▸ **WORK TASK**:
The records below are to be written out again, exactly as they appear.

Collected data
####
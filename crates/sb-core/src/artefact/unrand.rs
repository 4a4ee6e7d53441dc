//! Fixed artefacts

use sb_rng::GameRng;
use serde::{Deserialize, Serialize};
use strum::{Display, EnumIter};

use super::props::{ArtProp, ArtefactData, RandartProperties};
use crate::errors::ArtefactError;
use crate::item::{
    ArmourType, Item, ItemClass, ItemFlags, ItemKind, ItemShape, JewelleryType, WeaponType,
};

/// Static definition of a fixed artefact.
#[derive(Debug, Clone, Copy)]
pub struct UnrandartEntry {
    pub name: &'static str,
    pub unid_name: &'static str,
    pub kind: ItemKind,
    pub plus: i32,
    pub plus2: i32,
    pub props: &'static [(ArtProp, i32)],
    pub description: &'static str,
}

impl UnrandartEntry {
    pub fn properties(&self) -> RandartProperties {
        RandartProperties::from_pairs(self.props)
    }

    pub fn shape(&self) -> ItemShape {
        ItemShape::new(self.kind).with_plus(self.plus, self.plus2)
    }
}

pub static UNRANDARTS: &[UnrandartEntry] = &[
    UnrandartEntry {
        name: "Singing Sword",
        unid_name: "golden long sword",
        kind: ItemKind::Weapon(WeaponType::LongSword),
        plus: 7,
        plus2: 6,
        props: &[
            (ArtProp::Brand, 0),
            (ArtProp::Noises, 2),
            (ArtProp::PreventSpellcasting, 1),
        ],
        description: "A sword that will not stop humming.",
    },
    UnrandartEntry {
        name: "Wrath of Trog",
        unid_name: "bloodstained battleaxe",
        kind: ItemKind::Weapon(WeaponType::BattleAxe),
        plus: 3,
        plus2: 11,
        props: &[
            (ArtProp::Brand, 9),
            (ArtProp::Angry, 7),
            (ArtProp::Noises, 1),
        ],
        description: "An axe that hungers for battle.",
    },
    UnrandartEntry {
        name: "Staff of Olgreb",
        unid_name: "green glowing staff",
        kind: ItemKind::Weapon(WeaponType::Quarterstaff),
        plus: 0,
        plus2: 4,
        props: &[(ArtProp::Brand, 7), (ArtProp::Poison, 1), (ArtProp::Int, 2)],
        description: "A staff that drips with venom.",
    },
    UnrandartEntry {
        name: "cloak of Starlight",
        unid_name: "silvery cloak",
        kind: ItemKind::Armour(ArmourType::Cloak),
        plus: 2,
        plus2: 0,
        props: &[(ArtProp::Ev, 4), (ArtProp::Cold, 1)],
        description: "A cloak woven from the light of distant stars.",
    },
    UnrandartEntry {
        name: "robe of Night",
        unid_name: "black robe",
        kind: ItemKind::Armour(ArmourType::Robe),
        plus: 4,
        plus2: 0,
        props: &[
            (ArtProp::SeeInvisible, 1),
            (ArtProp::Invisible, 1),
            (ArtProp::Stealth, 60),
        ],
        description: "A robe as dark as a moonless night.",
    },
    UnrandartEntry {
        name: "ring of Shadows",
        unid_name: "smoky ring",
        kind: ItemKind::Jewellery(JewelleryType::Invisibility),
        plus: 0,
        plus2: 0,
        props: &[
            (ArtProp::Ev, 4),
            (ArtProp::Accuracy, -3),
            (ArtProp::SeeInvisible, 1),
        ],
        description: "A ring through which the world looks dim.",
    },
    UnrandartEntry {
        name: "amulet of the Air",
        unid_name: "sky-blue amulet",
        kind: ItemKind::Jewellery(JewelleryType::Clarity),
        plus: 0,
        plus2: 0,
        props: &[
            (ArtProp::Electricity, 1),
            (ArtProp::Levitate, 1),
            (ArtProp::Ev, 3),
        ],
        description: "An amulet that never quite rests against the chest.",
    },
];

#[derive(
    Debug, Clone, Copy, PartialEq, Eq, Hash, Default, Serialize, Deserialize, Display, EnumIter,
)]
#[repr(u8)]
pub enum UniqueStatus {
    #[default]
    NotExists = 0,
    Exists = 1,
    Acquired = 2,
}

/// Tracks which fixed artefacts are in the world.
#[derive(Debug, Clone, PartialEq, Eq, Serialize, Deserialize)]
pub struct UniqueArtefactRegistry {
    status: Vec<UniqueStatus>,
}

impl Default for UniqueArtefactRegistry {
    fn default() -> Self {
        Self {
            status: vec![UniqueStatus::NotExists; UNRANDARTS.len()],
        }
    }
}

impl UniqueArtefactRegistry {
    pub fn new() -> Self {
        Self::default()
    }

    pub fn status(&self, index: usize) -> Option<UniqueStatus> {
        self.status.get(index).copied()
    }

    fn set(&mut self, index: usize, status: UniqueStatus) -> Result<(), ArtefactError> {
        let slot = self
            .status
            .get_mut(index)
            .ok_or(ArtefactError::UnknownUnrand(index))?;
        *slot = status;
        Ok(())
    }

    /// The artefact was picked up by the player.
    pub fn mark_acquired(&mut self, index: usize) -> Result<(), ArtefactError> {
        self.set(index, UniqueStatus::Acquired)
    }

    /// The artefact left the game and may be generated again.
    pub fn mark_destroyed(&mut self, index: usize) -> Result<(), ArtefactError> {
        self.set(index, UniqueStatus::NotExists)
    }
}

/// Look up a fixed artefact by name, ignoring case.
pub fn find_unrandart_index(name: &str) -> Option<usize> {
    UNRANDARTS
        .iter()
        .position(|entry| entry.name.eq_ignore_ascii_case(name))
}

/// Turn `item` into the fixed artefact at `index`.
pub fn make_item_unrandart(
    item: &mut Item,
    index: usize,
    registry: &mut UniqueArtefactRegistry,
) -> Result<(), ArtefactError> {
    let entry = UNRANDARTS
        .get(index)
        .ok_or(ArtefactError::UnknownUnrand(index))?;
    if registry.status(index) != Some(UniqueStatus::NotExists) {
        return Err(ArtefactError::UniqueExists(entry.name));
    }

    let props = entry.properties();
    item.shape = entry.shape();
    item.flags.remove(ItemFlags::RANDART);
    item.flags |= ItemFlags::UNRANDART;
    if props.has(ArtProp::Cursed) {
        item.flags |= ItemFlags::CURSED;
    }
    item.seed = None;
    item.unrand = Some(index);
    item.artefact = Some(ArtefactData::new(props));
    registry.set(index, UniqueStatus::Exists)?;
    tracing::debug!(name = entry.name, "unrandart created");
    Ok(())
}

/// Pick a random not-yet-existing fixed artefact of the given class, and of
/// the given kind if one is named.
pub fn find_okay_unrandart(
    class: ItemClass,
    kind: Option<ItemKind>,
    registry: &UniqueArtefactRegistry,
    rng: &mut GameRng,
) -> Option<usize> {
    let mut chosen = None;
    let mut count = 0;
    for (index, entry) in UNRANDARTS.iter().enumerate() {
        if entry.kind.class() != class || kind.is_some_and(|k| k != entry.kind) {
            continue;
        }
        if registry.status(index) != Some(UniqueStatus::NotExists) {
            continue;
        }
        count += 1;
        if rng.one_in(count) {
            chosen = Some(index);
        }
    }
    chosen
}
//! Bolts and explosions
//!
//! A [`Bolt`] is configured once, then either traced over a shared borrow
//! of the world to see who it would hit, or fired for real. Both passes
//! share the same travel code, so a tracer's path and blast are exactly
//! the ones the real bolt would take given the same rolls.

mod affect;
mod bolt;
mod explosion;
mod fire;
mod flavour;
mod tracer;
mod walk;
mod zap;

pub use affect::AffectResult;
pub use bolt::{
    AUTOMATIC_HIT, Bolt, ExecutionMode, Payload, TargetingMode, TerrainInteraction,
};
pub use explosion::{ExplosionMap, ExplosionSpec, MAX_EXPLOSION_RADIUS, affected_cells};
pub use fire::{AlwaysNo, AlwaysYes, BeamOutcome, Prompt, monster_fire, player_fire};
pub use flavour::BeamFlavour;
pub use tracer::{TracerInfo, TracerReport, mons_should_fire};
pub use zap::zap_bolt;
####
▸ **ANSWER TO THIS PROBLEM**:
filename crates/sb-core/src/artefact/unrand.rs
repository 4a4ee6e7d53441dc
//! Fixed artefacts

use sb_rng::GameRng;
use serde::{Deserialize, Serialize};
use strum::{Display, EnumIter};

use super::props::{ArtProp, ArtefactData, RandartProperties};
use crate::errors::ArtefactError;
use crate::item::{
    ArmourType, Item, ItemClass, ItemFlags, ItemKind, ItemShape, JewelleryType, WeaponType,
};

/// Static definition of a fixed artefact.
#[derive(Debug, Clone, Copy)]
pub struct UnrandartEntry {
    pub name: &'static str,
    pub unid_name: &'static str,
    pub kind: ItemKind,
    pub plus: i32,
    pub plus2: i32,
    pub props: &'static [(ArtProp, i32)],
    pub description: &'static str,
}

impl UnrandartEntry {
    pub fn properties(&self) -> RandartProperties {
        RandartProperties::from_pairs(self.props)
    }

    pub fn shape(&self) -> ItemShape {
        ItemShape::new(self.kind).with_plus(self.plus, self.plus2)
    }
}

pub static UNRANDARTS: &[UnrandartEntry] = &[
    UnrandartEntry {
        name: "Singing Sword",
        unid_name: "golden long sword",
        kind: ItemKind::Weapon(WeaponType::LongSword),
        plus: 7,
        plus2: 6,
        props: &[
            (ArtProp::Brand, 0),
            (ArtProp::Noises, 2),
            (ArtProp::PreventSpellcasting, 1),
        ],
        description: "A sword that will not stop humming.",
    },
    UnrandartEntry {
        name: "Wrath of Trog",
        unid_name: "bloodstained battleaxe",
        kind: ItemKind::Weapon(WeaponType::BattleAxe),
        plus: 3,
        plus2: 11,
        props: &[
            (ArtProp::Brand, 9),
            (ArtProp::Angry, 7),
            (ArtProp::Noises, 1),
        ],
        description: "An axe that hungers for battle.",
    },
    UnrandartEntry {
        name: "Staff of Olgreb",
        unid_name: "green glowing staff",
        kind: ItemKind::Weapon(WeaponType::Quarterstaff),
        plus: 0,
        plus2: 4,
        props: &[(ArtProp::Brand, 7), (ArtProp::Poison, 1), (ArtProp::Int, 2)],
        description: "A staff that drips with venom.",
    },
    UnrandartEntry {
        name: "cloak of Starlight",
        unid_name: "silvery cloak",
        kind: ItemKind::Armour(ArmourType::Cloak),
        plus: 2,
        plus2: 0,
        props: &[(ArtProp::Ev, 4), (ArtProp::Cold, 1)],
        description: "A cloak woven from the light of distant stars.",
    },
    UnrandartEntry {
        name: "robe of Night",
        unid_name: "black robe",
        kind: ItemKind::Armour(ArmourType::Robe),
        plus: 4,
        plus2: 0,
        props: &[
            (ArtProp::SeeInvisible, 1),
            (ArtProp::Invisible, 1),
            (ArtProp::Stealth, 60),
        ],
        description: "A robe as dark as a moonless night.",
    },
    UnrandartEntry {
        name: "ring of Shadows",
        unid_name: "smoky ring",
        kind: ItemKind::Jewellery(JewelleryType::Invisibility),
        plus: 0,
        plus2: 0,
        props: &[
            (ArtProp::Ev, 4),
            (ArtProp::Accuracy, -3),
            (ArtProp::SeeInvisible, 1),
        ],
        description: "A ring through which the world looks dim.",
    },
    UnrandartEntry {
        name: "amulet of the Air",
        unid_name: "sky-blue amulet",
        kind: ItemKind::Jewellery(JewelleryType::Clarity),
        plus: 0,
        plus2: 0,
        props: &[
            (ArtProp::Electricity, 1),
            (ArtProp::Levitate, 1),
            (ArtProp::Ev, 3),
        ],
        description: "An amulet that never quite rests against the chest.",
    },
];

#[derive(
    Debug, Clone, Copy, PartialEq, Eq, Hash, Default, Serialize, Deserialize, Display, EnumIter,
)]
#[repr(u8)]
pub enum UniqueStatus {
    #[default]
    NotExists = 0,
    Exists = 1,
    Acquired = 2,
}

/// Tracks which fixed artefacts are in the world.
#[derive(Debug, Clone, PartialEq, Eq, Serialize, Deserialize)]
pub struct UniqueArtefactRegistry {
    status: Vec<UniqueStatus>,
}

impl Default for UniqueArtefactRegistry {
    fn default() -> Self {
        Self {
            status: vec![UniqueStatus::NotExists; UNRANDARTS.len()],
        }
    }
}

impl UniqueArtefactRegistry {
    pub fn new() -> Self {
        Self::default()
    }

    pub fn status(&self, index: usize) -> Option<UniqueStatus> {
        self.status.get(index).copied()
    }

    fn set(&mut self, index: usize, status: UniqueStatus) -> Result<(), ArtefactError> {
        let slot = self
            .status
            .get_mut(index)
            .ok_or(ArtefactError::UnknownUnrand(index))?;
        *slot = status;
        Ok(())
    }

    /// The artefact was picked up by the player.
    pub fn mark_acquired(&mut self, index: usize) -> Result<(), ArtefactError> {
        self.set(index, UniqueStatus::Acquired)
    }

    /// The artefact left the game and may be generated again.
    pub fn mark_destroyed(&mut self, index: usize) -> Result<(), ArtefactError> {
        self.set(index, UniqueStatus::NotExists)
    }
}

/// Look up a fixed artefact by name, ignoring case.
pub fn find_unrandart_index(name: &str) -> Option<usize> {
    UNRANDARTS
        .iter()
        .position(|entry| entry.name.eq_ignore_ascii_case(name))
}

/// Turn `item` into the fixed artefact at `index`.
pub fn make_item_unrandart(
    item: &mut Item,
    index: usize,
    registry: &mut UniqueArtefactRegistry,
) -> Result<(), ArtefactError> {
    let entry = UNRANDARTS
        .get(index)
        .ok_or(ArtefactError::UnknownUnrand(index))?;
    if registry.status(index) != Some(UniqueStatus::NotExists) {
        return Err(ArtefactError::UniqueExists(entry.name));
    }

    let props = entry.properties();
    item.shape = entry.shape();
    item.flags.remove(ItemFlags::RANDART);
    item.flags |= ItemFlags::UNRANDART;
    if props.has(ArtProp::Cursed) {
        item.flags |= ItemFlags::CURSED;
    }
    item.seed = None;
    item.unrand = Some(index);
    item.artefact = Some(ArtefactData::new(props));
    registry.set(index, UniqueStatus::Exists)?;
    tracing::debug!(name = entry.name, "unrandart created");
    Ok(())
}

/// Pick a random not-yet-existing fixed artefact of the given class, and of
/// the given kind if one is named.
pub fn find_okay_unrandart(
    class: ItemClass,
    kind: Option<ItemKind>,
    registry: &UniqueArtefactRegistry,
    rng: &mut GameRng,
) -> Option<usize> {
    let mut chosen = None;
    let mut count = 0;
    for (index, entry) in UNRANDARTS.iter().enumerate() {
        if entry.kind.class() != class || kind.is_some_and(|k| k != entry.kind) {
            continue;
        }
        if registry.status(index) != Some(UniqueStatus::NotExists) {
            continue;
        }
        count += 1;
        if rng.one_in(count) {
            chosen = Some(index);
        }
    }
    chosen
}
//! Bolts and explosions
//!
//! A [`Bolt`] is configured once, then either traced over a shared borrow
//! of the world to see who it would hit, or fired for real. Both passes
//! share the same travel code, so a tracer's path and blast are exactly
//! the ones the real bolt would take given the same rolls.

mod affect;
mod bolt;
mod explosion;
mod fire;
mod flavour;
mod tracer;
mod walk;
mod zap;

pub use affect::AffectResult;
pub use bolt::{
    AUTOMATIC_HIT, Bolt, ExecutionMode, Payload, TargetingMode, TerrainInteraction,
};
pub use explosion::{ExplosionMap, ExplosionSpec, MAX_EXPLOSION_RADIUS, affected_cells};
pub use fire::{AlwaysNo, AlwaysYes, BeamOutcome, Prompt, monster_fire, player_fire};
pub use flavour::BeamFlavour;
pub use tracer::{TracerInfo, TracerReport, mons_should_fire};
pub use zap::zap_bolt;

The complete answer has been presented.